Problem to solve: The lines from the start of the data up to and including the one with "fn migrations() ->" should be returned exactly, and nothing else.

════════════════════

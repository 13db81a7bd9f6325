pub use sea_orm_migration::prelude::*;

mod m20250601_000001_create_users;

pub struct Migrator;

#[async_trait::async_trait]
impl MigratorTrait for Migrator {
    fn migrations() -> Vec<Box<dyn MigrationTrait>> {
        vec![Box::new(m20250601_000001_create_users::Migration)]
    }
}
//! # Waymark Core
//!
//! Core library providing the matchers, routes, and dispatcher for
//! Waymark.
//!
//! This crate is not meant to be used directly. Use `waymark` instead.

mod app;
mod codec;
mod dispatch;
mod entity;
mod error;
mod headers;
mod mode;
mod param;
mod path;
mod query;
mod request;
mod response;
mod route;
mod server;
mod static_files;
#[cfg(any(test, feature = "test-utils"))]
mod test_client;
pub mod tuple;

// Public API
pub use app::Waymark;
pub use codec::{Codec, DecodeError, SeqCodec, SeqDecodeError};
pub use dispatch::Dispatcher;
pub use entity::{EntityCodec, EntityError};
pub use error::Fault;
pub use headers::{HeaderError, Headers};
pub use mode::Mode;
pub use param::{Param, Segment};
pub use path::{Path, PathElement, PathError};
pub use query::{parse_query_string, render_query_string, Query, QueryError, QueryMap};
pub use request::{Record, Request, RouteMiss};
pub use response::{HttpResponse, Response};
pub use route::{Handler, Route, RouteFuture, RouteHandler};
pub use server::DEFAULT_BODY_LIMIT;
#[cfg(any(test, feature = "test-utils"))]
pub use test_client::{TestClient, TestRequest, TestResponse};
pub use tuple::Combine;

════════════════════

Your solution:
repository 13db81a7bd9f6325
pub use sea_orm_migration::prelude::*;

mod m20250601_000001_create_users;

pub struct Migrator;

#[async_trait::async_trait]
impl MigratorTrait for Migrator {
    fn migrations() -> Vec<Box<dyn MigrationTrait>> {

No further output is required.